Nice old bike KJ. I really liked the ride on the Firestorm and in particular a friends VTR SP2 The vtwin would make a great track engine, (still prefer the Busa engine😜)
I know you're right! But maybe with some changes the TLR could be fun on the road and some track days. Yesterday I took it out the back roads and it blurred my vision on the bumps which I know on my silver gen1 busa would not have been a problem... but the TLR is lighter and a lot shorter so it's obviously more agile. Doesn't head shake over the bumps so that's a good thing..... 😂
10:11 I have an SV 1000 ,cerrozeria forged aluminium wheels and an ohlins rear shock, TL front forks,,galfer discs all round,,all bought from eBay for reasonable price,,, good source takes time 😢☘️☘️☘️☘️☘️ from northern Ireland 👌on my K6GSXR i turned the axle and blocks around RHS tightening now doesn't shift the settings,, and my SV 👍
So glad you could confirm this for me.....When refitting the back wheel with the new tyres I noticed that the axle nut was on the right hand side and my silver busa is on the left. And I thought, which way is better or doesn't it matter so I carried on, feed the axle in from the left, adjusted the chain and tightened everything up and noticed that it didn't have a variation of tension in the chain slack- it stayed the same as I had adjusted it...So thanks mate for confirming this, I appreciate the info! I'll swap the busa axle around too ☺
Keep an eye out on the gas pump gasket. It's known to leak gas right on top the engine.
Yes, it leaked already! Before our winter break here I took the TLR for a country run, (the owner rode his new bike and I rode the TLR) and by the time we got back the o-ring was leaking. Luckily he is a motor mechanic so a new one was fitted properly and it's good so far....
Great content men!
Can i get a chance to design all your previous thumbnails to get a professional loook to your channel as well as to increase CTR
Gday great video , can you tell me if the front brake pads rattle over rough ground I have an 02 Suzuki bandit 1200 with the same brakes that rattle
On the back of each caliper is the stainless steel pad cover bolted into position by two allen bolts.
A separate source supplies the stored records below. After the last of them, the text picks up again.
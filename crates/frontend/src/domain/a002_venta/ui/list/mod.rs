pub mod state;

use contracts::domain::a002_venta::{NuevaVenta, Venta};
use leptos::logging::log;
use leptos::prelude::*;
use leptos::task::spawn_local;
use thaw::*;
use web_sys::HtmlInputElement;

use self::state::create_state;
use super::details::VentaEditForm;
use crate::domain::a002_venta::api;
use crate::domain::a002_venta::status::{
    request_transition, resolve_submission, EstadoVenta, SubmitOutcome, ToggleStep,
};
use crate::layout::global_context::AppGlobalContext;
use crate::layout::tabs::tab_labels::{tab_label_for_key, TAB_VENTA_DETALLE};
use crate::shared::components::filter_panel::FilterPanel;
use crate::shared::components::pagination_controls::PaginationControls;
use crate::shared::components::table_message::TableMessageRow;
use crate::shared::components::ui::select::Select as FormSelect;
use crate::shared::date_utils::{format_wall_clock, local_wall_clock_iso};
use crate::shared::dialogs::{confirm, notify};
use crate::shared::export::export_cache;
use crate::shared::icons::icon;
use crate::shared::list_utils::{LoadStatus, SearchInput, ALL_STATUSES};
use crate::shared::page_frame::{PageFrame, PAGE_CAT_LIST};
use crate::system::auth::context::use_auth;
use crate::system::auth::storage::save_data_venta;

const COLUMNS: usize = 7;

#[component]
pub fn VentasList() -> impl IntoView {
    let tabs_store =
        leptos::context::use_context::<AppGlobalContext>().expect("AppGlobalContext not found");
    let (auth, _) = use_auth();
    let state = create_state();
    let editing = RwSignal::new(None::<Venta>);
    let estado_filter = RwSignal::new(ALL_STATUSES.to_string());

    let load_page = move |page: usize| {
        if auth.with_untracked(|a| a.user.is_none()) {
            state.update(|s| {
                s.sequence.issue();
                s.rows.clear();
                s.cache.clear();
                s.status = LoadStatus::Unauthenticated;
            });
            return;
        }

        let mut ticket = 0;
        state.update(|s| ticket = s.begin_load());

        spawn_local(async move {
            let fetched = api::get_ventas().await;
            let mut applied = false;
            state.update(|s| applied = s.apply_load(ticket, page, fetched));
            if !applied {
                log!("Discarding stale ventas response (ticket {})", ticket);
            }
        });
    };

    let reload = move || load_page(state.with_untracked(|s| s.page));

    Effect::new(move |_| {
        let estado = estado_filter.get();
        auth.track();
        untrack(move || {
            state.update(|s| s.estado_filter = estado);
            load_page(1);
        });
    });

    let search_value = Signal::derive(move || state.with(|s| s.search.clone()));

    let on_search = Callback::new(move |text: String| {
        state.update(|s| s.search = text);
        load_page(1);
    });

    let open_detalle = move || {
        tabs_store.open_tab(TAB_VENTA_DETALLE, tab_label_for_key(TAB_VENTA_DETALLE));
    };

    let create_venta = move || {
        let Some(user) = auth.get_untracked().user else {
            notify("Usuario no autenticado.");
            return;
        };
        let nueva = NuevaVenta {
            id_usuario: user.id_usuario,
            fecha_hora: local_wall_clock_iso(),
        };
        log!("Creating venta for user {} at {}", nueva.id_usuario, nueva.fecha_hora);
        spawn_local(async move {
            match api::create_venta(&nueva).await {
                Ok(resp) => {
                    save_data_venta(&resp.data_venta);
                    notify("Venta creada exitosamente.");
                    open_detalle();
                }
                Err(e) => {
                    log::error!("Failed to create venta: {}", e);
                    notify("No se pudo crear la venta.");
                }
            }
        });
    };

    let show_detalle = move |venta: Venta| match serde_json::to_value(&venta) {
        Ok(value) => {
            save_data_venta(&value);
            open_detalle();
        }
        Err(e) => log::error!("Failed to serialize venta {}: {}", venta.id_venta, e),
    };

    let open_edit = move |id_venta: i64| {
        spawn_local(async move {
            match api::get_venta_by_id(id_venta).await {
                Ok(venta) => editing.set(Some(venta)),
                Err(e) => {
                    log::error!("Failed to load venta {}: {}", id_venta, e);
                    notify("No se pudieron cargar los datos de la venta.");
                }
            }
        });
    };

    let toggle_estado = move |venta: &Venta, input: HtmlInputElement| {
        let id_venta = venta.id_venta;
        let step = request_transition(EstadoVenta::from_flag(venta.estado), input.checked(), confirm);
        match step {
            ToggleStep::Unchanged => {}
            ToggleStep::Rejected {
                restore_checked,
                message,
            } => {
                input.set_checked(restore_checked);
                notify(message);
            }
            ToggleStep::Declined { restore_checked } => input.set_checked(restore_checked),
            ToggleStep::Submit { nuevo_estado } => {
                spawn_local(async move {
                    let result = api::cambiar_estado(id_venta, nuevo_estado).await;
                    if let Err(e) = &result {
                        log::error!("Failed to cancel venta {}: {}", id_venta, e);
                    }
                    match resolve_submission(&result) {
                        SubmitOutcome::Reload { message } => {
                            notify(message);
                            reload();
                        }
                        SubmitOutcome::Revert {
                            restore_checked,
                            message,
                        } => {
                            input.set_checked(restore_checked);
                            notify(message);
                        }
                    }
                });
            }
        }
    };

    let export = move || {
        let cache = state.with_untracked(|s| s.cache.clone());
        export_cache(&cache, "ventas.csv");
    };

    let estado_options = Signal::derive(|| {
        vec![
            (ALL_STATUSES.to_string(), "Todas".to_string()),
            (EstadoVenta::Activa.key().to_string(), "Activas".to_string()),
            (EstadoVenta::Cancelada.key().to_string(), "Canceladas".to_string()),
        ]
    });

    let active_filters_count = Signal::derive(move || {
        state.with(|s| usize::from(s.estado_filter != ALL_STATUSES) + usize::from(!s.search.is_empty()))
    });

    let render_row = move |venta: Venta| {
        let estado = EstadoVenta::from_flag(venta.estado);
        let badge_color = match estado {
            EstadoVenta::Activa => BadgeColor::Success,
            EstadoVenta::Cancelada => BadgeColor::Danger,
        };
        let id_venta = venta.id_venta;
        let for_toggle = venta.clone();
        let for_detalle = venta.clone();
        view! {
            <TableRow>
                <TableCell><TableCellLayout>{venta.id_venta}</TableCellLayout></TableCell>
                <TableCell>
                    <TableCellLayout>{format_wall_clock(&venta.fecha_hora)}</TableCellLayout>
                </TableCell>
                <TableCell>
                    <TableCellLayout truncate=true>{venta.nombre_usuario.clone()}</TableCellLayout>
                </TableCell>
                <TableCell><TableCellLayout>{venta.metodo_pago.clone()}</TableCellLayout></TableCell>
                <TableCell>
                    <TableCellLayout>
                        <span class="table__number">{format!("{:.2}", venta.total.value())}</span>
                    </TableCellLayout>
                </TableCell>
                <TableCell>
                    <TableCellLayout>
                        <Badge appearance=BadgeAppearance::Tint color=badge_color>
                            {estado.label()}
                        </Badge>
                        <input
                            type="checkbox"
                            role="switch"
                            class="form-check-input venta-status-switch"
                            id=format!("switch-{}", id_venta)
                            prop:checked=venta.estado
                            on:change=move |ev| {
                                toggle_estado(&for_toggle, event_target::<HtmlInputElement>(&ev))
                            }
                        />
                    </TableCellLayout>
                </TableCell>
                <TableCell>
                    <TableCellLayout>
                        <Button
                            appearance=ButtonAppearance::Subtle
                            size=ButtonSize::Small
                            attr:title="Editar"
                            on_click=move |_| open_edit(id_venta)
                        >
                            {icon("edit")}
                        </Button>
                        <Button
                            appearance=ButtonAppearance::Subtle
                            size=ButtonSize::Small
                            attr:title="Detalles"
                            on_click=move |_| show_detalle(for_detalle.clone())
                        >
                            {icon("eye")}
                        </Button>
                    </TableCellLayout>
                </TableCell>
            </TableRow>
        }
        .into_any()
    };

    view! {
        <PageFrame page_id="a002_ventas--list" category=PAGE_CAT_LIST>
            <div class="page__header">
                <div class="page__header-left">
                    {icon("sales")}
                    <h1 class="page__title">"Ventas"</h1>
                </div>
                <div class="page__header-right">
                    <Button appearance=ButtonAppearance::Primary on_click=move |_| create_venta()>
                        {icon("plus")}
                        " Nueva venta"
                    </Button>
                    <Button appearance=ButtonAppearance::Secondary on_click=move |_| export()>
                        {icon("download")}
                        " Exportar CSV"
                    </Button>
                    <Button appearance=ButtonAppearance::Secondary on_click=move |_| reload()>
                        {icon("refresh")}
                    </Button>
                </div>
            </div>

            <div class="page__content">
                <FilterPanel active_filters_count=active_filters_count>
                    <Flex gap=FlexGap::Medium align=FlexAlign::End>
                        <FormSelect label="Estado" id="filter-estado-venta" value=estado_filter options=estado_options />
                        <SearchInput value=search_value on_change=on_search placeholder="Buscar por id, usuario o método de pago..." />
                    </Flex>
                </FilterPanel>

                <div class="table-wrapper">
                    <Table attr:style="width: 100%;">
                        <TableHeader>
                            <TableRow>
                                <TableHeaderCell>"ID"</TableHeaderCell>
                                <TableHeaderCell>"Fecha"</TableHeaderCell>
                                <TableHeaderCell>"Usuario"</TableHeaderCell>
                                <TableHeaderCell>"Método de pago"</TableHeaderCell>
                                <TableHeaderCell>"Total"</TableHeaderCell>
                                <TableHeaderCell>"Estado"</TableHeaderCell>
                                <TableHeaderCell>""</TableHeaderCell>
                            </TableRow>
                        </TableHeader>
                        <TableBody>
                            {move || {
                                let (status, rows) = state.with(|s| (s.status.clone(), s.rows.clone()));
                                match status {
                                    LoadStatus::Loading => view! {
                                        <TableMessageRow text="Cargando ventas..." columns=COLUMNS />
                                    }
                                    .into_any(),
                                    LoadStatus::Unauthenticated => view! {
                                        <TableMessageRow text="Usuario no autenticado." columns=COLUMNS error=true />
                                    }
                                    .into_any(),
                                    LoadStatus::Failed(msg) => view! {
                                        <TableMessageRow text=msg columns=COLUMNS error=true />
                                    }
                                    .into_any(),
                                    LoadStatus::Loaded if rows.is_empty() => view! {
                                        <TableMessageRow text="No se encontraron ventas." columns=COLUMNS />
                                    }
                                    .into_any(),
                                    LoadStatus::Loaded => {
                                        rows.into_iter().map(render_row).collect_view().into_any()
                                    }
                                }
                            }}
                        </TableBody>
                    </Table>
                </div>

                <PaginationControls
                    current_page=Signal::derive(move || state.with(|s| s.page))
                    total_pages=Signal::derive(move || state.with(|s| s.total_pages))
                    on_page_change=Callback::new(load_page)
                />
            </div>

            {move || {
                editing.get().map(|venta| {
                    view! {
                        <VentaEditForm
                            venta=venta
                            on_saved=Callback::new(move |_| {
                                editing.set(None);
                                reload();
                            })
                            on_cancel=Callback::new(move |_| editing.set(None))
                        />
                    }
                })
            }}
        </PageFrame>
    }
}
The job of this stainless cover is to put pressure on the top edge of the pads to try and stop the pads from see-sawing on the one pin in the middle of the pad. When the pad rocks back and forth the pad touches the claiper at each end. That's what you hear, each end of the steel backing plate of the pad hitting the caliper housing at each end. That's what I've found on my busa.
Thanks for the reply so this noise is normal?
@@oldpop2042 It's a symptom of a relatively long pad with a pivot in the middle, not a great design I reckon. Try and get the stainless steel cover to put more pressure on the pad or like I've done, change the calipers to something else. I hope that helps.
Thanks mate👍
Those rotary dampers aren't very good on normal roads, my tl1000s over worked itrear tyre because the rotary damper wasn't uniform in action.....I bought my bike new in 1997, actually really liked it.
I also hear the TLS would overheat the damper more easily than the TLR because it's tucked further in on the bike. Sounds like we need to buy a fancy new aftermarket rear shock that works! 🙂
不可思议❤
Thank you, I'll keep working on it.
Is that the Graham Farmer tunnel?
@@HumanVsHayabusa yes mate.
@KJmotoplus Awesome! Nice to see Perth and a bit of hooning out in the Wheatbelt.